There is no national suicide prevention strategy in Rwanda, no treatment guidelines and there exists no structured system nor any interventions for helping people at immediate risk of suicide. Additionally, suicide has been under-researched in Rwanda and there are no studies assessing suicidal behavior among people with a history of suicide behavior or with a diagnose of a mental health disorder, nor any studies assessing help-seeking behavior of those at risk of suicide.
This study on suicidal behavior and help-seeking behavior in Rwanda will create awareness and will help to identify potentially interventions to help those in risk of suicide.
The overall aim is to explore the experiences and prevalence of suicidal behavior among individuals with bipolar disorder in Rwanda.
The study will apply a mixed-method approach consisting of both a quantitative part and a qualitative part.
6.1 Number of participants (N)
Quantitative part: 155 patients. Qualitative part: 8-15 patients
The study will use data on suicidal behavior from an ongoing randomized controlled trial (RCT) on psychoeducation for outpatients with bipolar disorder in Rwanda. Participants included in the RCT are patients with bipolar disease type I or II that meet DSM-V diagnostic criteria given by a trained psychiatrist and age ≥ 18 years. The qualitative part of the study will consist of in depth-interviews with participants from the RCT who have reported a history of suicidal behavior.

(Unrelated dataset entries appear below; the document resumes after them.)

/*
Gate Curve
==========

One gate cycle is a soft square wave: the bus gain sits high for the first
half of the cycle and dips for the second half. A hard square would click,
so the shape is the first three odd harmonics of the square wave's Fourier
series:

  square(t) ≈ (4/π) · ( sin ωt + (1/3)·sin 3ωt + (1/5)·sin 5ωt ),   ω = 2π / T

where T is the cycle length in seconds. Three terms already overshoot ±1 a
little (Gibbs ripple), so the sum is clamped to [-1, 1] before use.

Mapping to gain
---------------

  raw      clamp(square(t), -1, 1)
  unit     (raw + 1) / 2                    0 .. 1
  gain     (1 - amount) + amount · unit     1-amount .. 1
  out      clamp(gain, 0, 1)

With amount = 0 the curve is flat at 1.0; with amount = 1 it swings the full
0 .. 1 range.

The curve has ceil(T · sample_rate) samples so it covers the whole cycle.
*/

use std::f64::consts::PI;

/// Sum of the first three odd harmonics, scaled like a unit square wave.
#[inline]
pub fn fourier_square(phase: f64) -> f64 {
    (4.0 / PI) * (phase.sin() + (3.0 * phase).sin() / 3.0 + (5.0 * phase).sin() / 5.0)
}

/// Number of samples in one cycle of `duration` seconds.
pub fn curve_len(duration: f64, sample_rate: f32) -> usize {
    if !(duration.is_finite() && duration > 0.0) {
        return 0;
    }
    (duration * sample_rate as f64).ceil() as usize
}

/// Gain curve for one gate cycle.
///
/// `amount` is the ducking depth in 0..=1.
pub fn gate_curve(duration: f64, sample_rate: f32, amount: f32) -> Vec<f32> {
    let len = curve_len(duration, sample_rate);
    let amount = amount.clamp(0.0, 1.0) as f64;
    let omega = 2.0 * PI / duration;

    (0..len)
        .map(|i| {
            let t = i as f64 / sample_rate as f64;
            let raw = fourier_square(omega * t).clamp(-1.0, 1.0);
            let unit = (raw + 1.0) / 2.0;
            let gain = (1.0 - amount) + amount * unit;
            gain.clamp(0.0, 1.0) as f32
        })
        .collect()
}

6.3 Description of data and data collection
Data will be collected from the dataset of the RCT. The primary outcome is the prevalence of suicidal behavior among the population. The qualitative part of the study will consist of in depth-interviews with participants from the RCT and it will be conducted with a phenomenological approach as suggested by Giorgi (4). An interview guide covering the living experience of suicidal behavior, will be used to retrieve descriptive information from the participants. Interviews will be conducted in Kinyarwanda and recorded, transcribed and translated to English.
6.4 Application/acceptance from the Danish Data Protection Agency, the National Committee on Health Research Ethics
The research protocol and the study-related documents has been approved by the College of Medical and Health Science Institutional Review Board in Rwanda.

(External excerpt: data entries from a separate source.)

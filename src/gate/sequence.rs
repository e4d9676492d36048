use rand::{seq::SliceRandom, Rng};

use crate::sequencing::NoteValue;

/// Cycle order for the periodic gate.
///
/// `working` is always a permutation of `base`; shuffling reorders it and
/// never adds or drops entries.
#[derive(Debug, Clone, PartialEq)]
pub struct GateSequence {
    base: Vec<NoteValue>,
    working: Vec<NoteValue>,
    cursor: usize,
    random: bool,
}

impl GateSequence {
    pub fn new(base: Vec<NoteValue>, random: bool) -> Self {
        Self {
            working: base.clone(),
            base,
            cursor: 0,
            random,
        }
    }

    pub fn is_empty(&self) -> bool {
        self.base.is_empty()
    }

    pub fn len(&self) -> usize {
        self.base.len()
    }

    pub fn is_random(&self) -> bool {
        self.random
    }

    pub fn base(&self) -> &[NoteValue] {
        &self.base
    }

    pub fn working(&self) -> &[NoteValue] {
        &self.working
    }

    pub fn cursor(&self) -> usize {
        self.cursor
    }

    /// Rewind to the first cycle, shuffling first in random mode.
    pub fn restart<R: Rng + ?Sized>(&mut self, rng: &mut R) {
        if self.random {
            self.shuffle(rng);
        }
        self.cursor = 0;
    }

    /// Fisher-Yates over a fresh copy of the base order.
    pub fn shuffle<R: Rng + ?Sized>(&mut self, rng: &mut R) {
        self.working.clear();
        self.working.extend_from_slice(&self.base);
        self.working.shuffle(rng);
    }

    /// Note value for the coming cycle. Random mode reshuffles after every
    /// step, so consecutive cycles never settle into a fixed loop.
    pub fn advance<R: Rng + ?Sized>(&mut self, rng: &mut R) -> Option<NoteValue> {
        let value = *self.working.get(self.cursor)?;
        self.cursor = (self.cursor + 1) % self.working.len();
        if self.random {
            self.shuffle(rng);
        }
        Some(value)
    }
}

Descriptive statistics will be performed to describe the prevalence of suicidal behavior. In accordance with the phenomenological framework a phenomenological analytic approach will be applied when analyzing qualitative data.
7. Expected results
It is expected that there is a difference between the documented prevalence of suicidal behavior reported in the files and the actual self-reports of suicidal behavior among psychiatric patients. It is expected that information gained from exploring the living experience of suicidal behavior, will bring knowledge on how potentially interventions program can help those at risk of suicide in Rwanda.
The project will result in a master thesis at the University of Copenhagen and for the dissemination of the outcome of the project, the aim is to publish articles in scientific journals.
8. Expected impact
There is a limited number of studies in LMICs conducted on suicide and there is an absence of suicide preventive strategies in LMICs. The findings of this research will highlight the need to implement policies and interventions to prevent suicide attempts.
1. WHO https mortality database [Internet]. World Health Organization. 2021. Available from:://www.who.int/news-room/fact-sheets/detail/suicide
3. Chen Y, Dilsaver SC. Lifetime Rates of Suicide Attempts among Subjects with Bipolar and Unipolar Disorders Relative to Subjects with Other Axis I Disorders. 1996;3223(95):0–3.
4. Giorgi A. The Theory, Practice, and Evaluation of the Phenomenological Method as a Qualitative Research Procedure. J Phenomenol Psychol. 1997;28(2):235–60.